* RECORD EXTRACTS:
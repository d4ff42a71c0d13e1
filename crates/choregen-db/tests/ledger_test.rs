//! Integration tests for the generation ledger.
//!
//! These tests require Docker (testcontainers) or an external PostgreSQL
//! provided via `CHOREGEN_TEST_PG_URL`. Each test creates a unique temporary
//! database, runs migrations, and drops it on completion so tests are fully
//! isolated and idempotent.

use chrono::NaiveDate;
use uuid::Uuid;

use choregen_db::models::GenerationStatus;
use choregen_db::queries::ledger::{self, NewLedgerEntry};
use choregen_db::queries::tasks;
use choregen_test_utils::{create_test_db, drop_test_db, seed_child};

fn d(y: i32, m: u32, day: u32) -> NaiveDate {
    NaiveDate::from_ymd_opt(y, m, day).unwrap()
}

fn entry(household_id: Uuid, child_id: Uuid, key: &str, status: GenerationStatus) -> NewLedgerEntry {
    NewLedgerEntry {
        template_id: Uuid::new_v4(),
        child_id,
        household_id,
        deadline: d(2026, 3, 1),
        generation_key: key.to_owned(),
        status,
    }
}

#[tokio::test]
async fn insert_if_absent_claims_key_exactly_once() {
    let (pool, db_name) = create_test_db().await;
    let (household_id, child_id) = seed_child(&pool, "Mila", d(2019, 4, 20)).await;

    let new = entry(household_id, child_id, "key-once", GenerationStatus::Created);
    let first = ledger::insert_if_absent(&pool, &new)
        .await
        .expect("insert should succeed");
    let first = first.expect("first insert should claim the key");
    assert_eq!(first.status, GenerationStatus::Created);
    assert_eq!(first.generation_key, "key-once");
    assert!(first.task_id.is_none());

    // Second insert with the same key, even under a different template,
    // writes nothing.
    let again = entry(household_id, child_id, "key-once", GenerationStatus::Created);
    let second = ledger::insert_if_absent(&pool, &again)
        .await
        .expect("insert should succeed");
    assert!(second.is_none(), "conflicting key should return None");

    let fetched = ledger::get_by_generation_key(&pool, "key-once")
        .await
        .expect("fetch should succeed")
        .expect("entry should exist");
    assert_eq!(fetched.id, first.id);

    drop(pool);
    drop_test_db(&db_name).await;
}

#[tokio::test]
async fn set_task_id_links_ledger_to_task() {
    let (pool, db_name) = create_test_db().await;
    let (household_id, child_id) = seed_child(&pool, "Theo", d(2021, 1, 5)).await;

    let new = entry(household_id, child_id, "key-link", GenerationStatus::Created);
    let row = ledger::insert_if_absent(&pool, &new)
        .await
        .expect("insert should succeed")
        .expect("key should be claimed");

    let task = tasks::insert_task(&pool, household_id, child_id, "Tidy bedroom", d(2026, 3, 1), 5)
        .await
        .expect("task insert should succeed");
    ledger::set_task_id(&pool, row.id, task.id)
        .await
        .expect("backlink should succeed");

    let fetched = ledger::get_by_generation_key(&pool, "key-link")
        .await
        .expect("fetch should succeed")
        .expect("entry should exist");
    assert_eq!(fetched.task_id, Some(task.id));

    // Linking a nonexistent ledger entry is an error.
    let missing = ledger::set_task_id(&pool, Uuid::new_v4(), task.id).await;
    assert!(missing.is_err());

    drop(pool);
    drop_test_db(&db_name).await;
}

#[tokio::test]
async fn expire_sweep_only_touches_overdue_unacknowledged_pending() {
    let (pool, db_name) = create_test_db().await;
    let (household_id, child_id) = seed_child(&pool, "Nora", d(2018, 7, 2)).await;

    // Overdue pending: should expire.
    let mut overdue = entry(household_id, child_id, "key-overdue", GenerationStatus::Pending);
    overdue.deadline = d(2026, 1, 1);
    ledger::insert_if_absent(&pool, &overdue).await.unwrap().unwrap();

    // Future pending: stays.
    let mut future = entry(household_id, child_id, "key-future", GenerationStatus::Pending);
    future.deadline = d(2026, 12, 1);
    ledger::insert_if_absent(&pool, &future).await.unwrap().unwrap();

    // Overdue but already created: stays.
    let mut created = entry(household_id, child_id, "key-created", GenerationStatus::Created);
    created.deadline = d(2026, 1, 1);
    ledger::insert_if_absent(&pool, &created).await.unwrap().unwrap();

    let expired = ledger::expire_overdue_pending(&pool, d(2026, 6, 1))
        .await
        .expect("expire should succeed");
    assert_eq!(expired.len(), 1);
    assert_eq!(expired[0].generation_key, "key-overdue");
    assert_eq!(expired[0].status, GenerationStatus::Expired);

    // Re-running the sweep finds nothing: expiry is terminal.
    let again = ledger::expire_overdue_pending(&pool, d(2026, 6, 1))
        .await
        .expect("expire should succeed");
    assert!(again.is_empty());

    let counts = ledger::counts(&pool).await.expect("counts should succeed");
    assert_eq!(counts.pending, 1);
    assert_eq!(counts.created, 1);
    assert_eq!(counts.expired, 1);
    assert_eq!(counts.total, 3);

    drop(pool);
    drop_test_db(&db_name).await;
}

#[tokio::test]
async fn acknowledge_requires_created_status() {
    let (pool, db_name) = create_test_db().await;
    let (household_id, child_id) = seed_child(&pool, "Finn", d(2020, 10, 30)).await;

    let created = entry(household_id, child_id, "key-ack", GenerationStatus::Created);
    let created_row = ledger::insert_if_absent(&pool, &created).await.unwrap().unwrap();

    let skipped = entry(household_id, child_id, "key-noack", GenerationStatus::Skipped);
    let skipped_row = ledger::insert_if_absent(&pool, &skipped).await.unwrap().unwrap();

    let updated = ledger::acknowledge(&pool, created_row.id, "parent-a")
        .await
        .expect("acknowledge should succeed");
    assert_eq!(updated, 1);

    let fetched = ledger::get_by_generation_key(&pool, "key-ack")
        .await
        .unwrap()
        .unwrap();
    assert!(fetched.acknowledged);
    assert_eq!(fetched.acknowledged_by.as_deref(), Some("parent-a"));
    assert!(fetched.acknowledged_at.is_some());

    // A skipped entry cannot be acknowledged.
    let updated = ledger::acknowledge(&pool, skipped_row.id, "parent-a")
        .await
        .expect("acknowledge should succeed");
    assert_eq!(updated, 0);

    drop(pool);
    drop_test_db(&db_name).await;
}

#[tokio::test]
async fn list_for_child_is_scoped_and_ordered() {
    let (pool, db_name) = create_test_db().await;
    let (household_id, child_a) = seed_child(&pool, "Ada", d(2019, 2, 14)).await;
    let (_, child_b) = seed_child(&pool, "Ben", d(2022, 8, 9)).await;

    let mut early = entry(household_id, child_a, "key-early", GenerationStatus::Created);
    early.deadline = d(2026, 2, 1);
    ledger::insert_if_absent(&pool, &early).await.unwrap().unwrap();

    let mut late = entry(household_id, child_a, "key-late", GenerationStatus::Created);
    late.deadline = d(2026, 5, 1);
    ledger::insert_if_absent(&pool, &late).await.unwrap().unwrap();

    let other = entry(household_id, child_b, "key-other", GenerationStatus::Created);
    ledger::insert_if_absent(&pool, &other).await.unwrap().unwrap();

    let rows = ledger::list_for_child(&pool, child_a)
        .await
        .expect("list should succeed");
    assert_eq!(rows.len(), 2);
    // Latest deadline first.
    assert_eq!(rows[0].generation_key, "key-late");
    assert_eq!(rows[1].generation_key, "key-early");

    drop(pool);
    drop_test_db(&db_name).await;
}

* THE PROBLEM:
Every line holding the word "NewLedgerEntry" should be copied out of the material.

* WORKED SOLUTION:
use choregen_db::queries::ledger::{self, NewLedgerEntry};
fn entry(household_id: Uuid, child_id: Uuid, key: &str, status: GenerationStatus) -> NewLedgerEntry {
    NewLedgerEntry {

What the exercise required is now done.